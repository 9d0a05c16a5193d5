//! Table filters used by [`FilteredDataSet`](super::FilteredDataSet)

use std::collections::HashSet;

use crate::error::Result;
use crate::registry::{fold_name, wildcard_match};

/// Decides which tables of a dataset are visible
pub trait TableFilter: Send + Sync {
    /// Whether `table_name` passes the filter
    fn accepts(&self, table_name: &str) -> Result<bool>;

    /// Explicit table order, `None` to keep the dataset's own order
    fn sequence(&self) -> Option<&[String]> {
        None
    }
}

/// Filter that exposes an explicit list of tables in the listed order
#[derive(Debug, Clone)]
pub struct SequenceTableFilter {
    names: Vec<String>,
    keys: HashSet<String>,
    case_sensitive: bool,
}

impl SequenceTableFilter {
    /// Create a filter over `names`
    pub fn new<S: Into<String>>(names: impl IntoIterator<Item = S>, case_sensitive: bool) -> Self {
        let names: Vec<String> = names.into_iter().map(Into::into).collect();
        let keys = names
            .iter()
            .map(|n| fold_name(n, case_sensitive).into_owned())
            .collect();
        Self {
            names,
            keys,
            case_sensitive,
        }
    }

    /// Table names in filter order
    pub fn names(&self) -> &[String] {
        &self.names
    }
}

impl TableFilter for SequenceTableFilter {
    fn accepts(&self, table_name: &str) -> Result<bool> {
        Ok(self
            .keys
            .contains(fold_name(table_name, self.case_sensitive).as_ref()))
    }

    fn sequence(&self) -> Option<&[String]> {
        Some(&self.names)
    }
}

/// Filter accepting tables that match any of a set of wildcard patterns
#[derive(Debug, Clone, Default)]
pub struct IncludeTableFilter {
    patterns: Vec<String>,
}

impl IncludeTableFilter {
    /// Create a filter from `*`/`?` patterns, matched case-insensitively
    pub fn new<S: Into<String>>(patterns: impl IntoIterator<Item = S>) -> Self {
        Self {
            patterns: patterns.into_iter().map(Into::into).collect(),
        }
    }
}

impl TableFilter for IncludeTableFilter {
    fn accepts(&self, table_name: &str) -> Result<bool> {
        Ok(self
            .patterns
            .iter()
            .any(|p| wildcard_match(p, table_name, false)))
    }
}

/// Filter rejecting tables that match any of a set of wildcard patterns
#[derive(Debug, Clone, Default)]
pub struct ExcludeTableFilter {
    patterns: Vec<String>,
}

impl ExcludeTableFilter {
    /// Create a filter from `*`/`?` patterns, matched case-insensitively
    pub fn new<S: Into<String>>(patterns: impl IntoIterator<Item = S>) -> Self {
        Self {
            patterns: patterns.into_iter().map(Into::into).collect(),
        }
    }
}

impl TableFilter for ExcludeTableFilter {
    fn accepts(&self, table_name: &str) -> Result<bool> {
        Ok(!self
            .patterns
            .iter()
            .any(|p| wildcard_match(p, table_name, false)))
    }
}

/// Filter backed by a closure
pub struct PredicateTableFilter<F> {
    predicate: F,
}

impl<F> PredicateTableFilter<F>
where
    F: Fn(&str) -> bool + Send + Sync,
{
    /// Accept the tables for which `predicate` returns true
    pub fn new(predicate: F) -> Self {
        Self { predicate }
    }
}

impl<F> TableFilter for PredicateTableFilter<F>
where
    F: Fn(&str) -> bool + Send + Sync,
{
    fn accepts(&self, table_name: &str) -> Result<bool> {
        Ok((self.predicate)(table_name))
    }
}

#[cfg(test)]
mod tests {
    use super::*;

    #[test]
    fn test_sequence_filter() {
        let filter = SequenceTableFilter::new(["b", "a"], false);
        assert!(filter.accepts("B").unwrap());
        assert!(!filter.accepts("c").unwrap());
        assert_eq!(filter.sequence().unwrap(), ["b", "a"]);

        let strict = SequenceTableFilter::new(["b"], true);
        assert!(!strict.accepts("B").unwrap());
    }

    #[test]
    fn test_pattern_filters() {
        let include = IncludeTableFilter::new(["ORD*", "customer"]);
        assert!(include.accepts("orders").unwrap());
        assert!(include.accepts("CUSTOMER").unwrap());
        assert!(!include.accepts("audit").unwrap());

        let exclude = ExcludeTableFilter::new(["*_log"]);
        assert!(!exclude.accepts("audit_log").unwrap());
        assert!(exclude.accepts("orders").unwrap());
        assert!(exclude.sequence().is_none());

        let predicate = PredicateTableFilter::new(|name: &str| name.len() < 4);
        assert!(predicate.accepts("abc").unwrap());
        assert!(!predicate.accepts("abcd").unwrap());
    }
}
use std::sync::Arc;

use tracing::debug;

use super::filter::TableFilter;
use super::iterator::{LookupTableIterator, TableIterator};
use super::{DataSet, DataSetRef};
use crate::error::{Error, Result};
use crate::registry::names_equal;
use crate::schema::TableMetadata;
use crate::table::TableRef;

/// Dataset view exposing only the tables a [`TableFilter`] accepts
///
/// When the filter imposes a sequence, tables are listed and iterated in
/// that order; names absent from the inner dataset are skipped.
pub struct FilteredDataSet {
    inner: DataSetRef,
    filter: Arc<dyn TableFilter>,
}

impl FilteredDataSet {
    /// Wrap `inner`
    pub fn new(inner: DataSetRef, filter: Arc<dyn TableFilter>) -> Self {
        Self { inner, filter }
    }

    /// Names from the filter's sequence that exist in the inner dataset
    fn sequenced_names(&self, sequence: &[String]) -> Result<Vec<String>> {
        let available = match self.inner.table_names() {
            Ok(names) => names,
            // streaming inner datasets cannot list; trust the sequence
            Err(Error::Unsupported(_)) => return Ok(sequence.to_vec()),
            Err(e) => return Err(e),
        };
        let case_sensitive = self.inner.is_case_sensitive();

        let mut names = Vec::with_capacity(sequence.len());
        for name in sequence {
            if available
                .iter()
                .any(|a| names_equal(a, name, case_sensitive))
            {
                names.push(name.clone());
            } else {
                debug!(table = %name, "table from filter sequence not in dataset");
            }
        }
        Ok(names)
    }

    fn check_accepted(&self, name: &str) -> Result<()> {
        if self.filter.accepts(name)? {
            Ok(())
        } else {
            Err(Error::NoSuchTable(name.to_string()))
        }
    }

    fn filtered_iter(&self, reversed: bool) -> Result<Box<dyn TableIterator + '_>> {
        if let Some(sequence) = self.filter.sequence() {
            let mut names = self.sequenced_names(sequence)?;
            if reversed {
                names.reverse();
            }
            let iter = LookupTableIterator::new(self.inner.as_ref(), names);
            return Ok(Box::new(iter));
        }

        let inner = if reversed {
            self.inner.reverse_iter()?
        } else {
            self.inner.iter()?
        };
        Ok(Box::new(FilterIterator {
            inner,
            filter: self.filter.as_ref(),
        }))
    }
}

impl DataSet for FilteredDataSet {
    fn table_names(&self) -> Result<Vec<String>> {
        if let Some(sequence) = self.filter.sequence() {
            return self.sequenced_names(sequence);
        }
        let mut names = Vec::new();
        for name in self.inner.table_names()? {
            if self.filter.accepts(&name)? {
                names.push(name);
            }
        }
        Ok(names)
    }

    fn table_metadata(&self, name: &str) -> Result<TableMetadata> {
        self.check_accepted(name)?;
        self.inner.table_metadata(name)
    }

    fn table(&self, name: &str) -> Result<TableRef> {
        self.check_accepted(name)?;
        self.inner.table(name)
    }

    fn iter(&self) -> Result<Box<dyn TableIterator + '_>> {
        self.filtered_iter(false)
    }

    fn reverse_iter(&self) -> Result<Box<dyn TableIterator + '_>> {
        self.filtered_iter(true)
    }

    fn is_case_sensitive(&self) -> bool {
        self.inner.is_case_sensitive()
    }
}

/// Skips tables the filter rejects
struct FilterIterator<'a> {
    inner: Box<dyn TableIterator + 'a>,
    filter: &'a dyn TableFilter,
}

impl TableIterator for FilterIterator<'_> {
    fn next(&mut self) -> Result<bool> {
        while self.inner.next()? {
            let metadata = self.inner.table_metadata()?;
            if self.filter.accepts(metadata.table_name())? {
                return Ok(true);
            }
        }
        Ok(false)
    }

    fn table_metadata(&self) -> Result<TableMetadata> {
        self.inner.table_metadata()
    }

    fn table(&self) -> Result<TableRef> {
        self.inner.table()
    }
}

* [WORK ITEM]:
From the data above, reproduce word for word the lines running from the line with "Err(e) => return" to the line with "fn filtered_iter(&self, reversed: bool)", ends included.

* [EXERCISE SOLUTION]:
            Err(e) => return Err(e),
        };
        let case_sensitive = self.inner.is_case_sensitive();

        let mut names = Vec::with_capacity(sequence.len());
        for name in sequence {
            if available
                .iter()
                .any(|a| names_equal(a, name, case_sensitive))
            {
                names.push(name.clone());
            } else {
                debug!(table = %name, "table from filter sequence not in dataset");
            }
        }
        Ok(names)
    }

    fn check_accepted(&self, name: &str) -> Result<()> {
        if self.filter.accepts(name)? {
            Ok(())
        } else {
            Err(Error::NoSuchTable(name.to_string()))
        }
    }

    fn filtered_iter(&self, reversed: bool) -> Result<Box<dyn TableIterator + '_>> {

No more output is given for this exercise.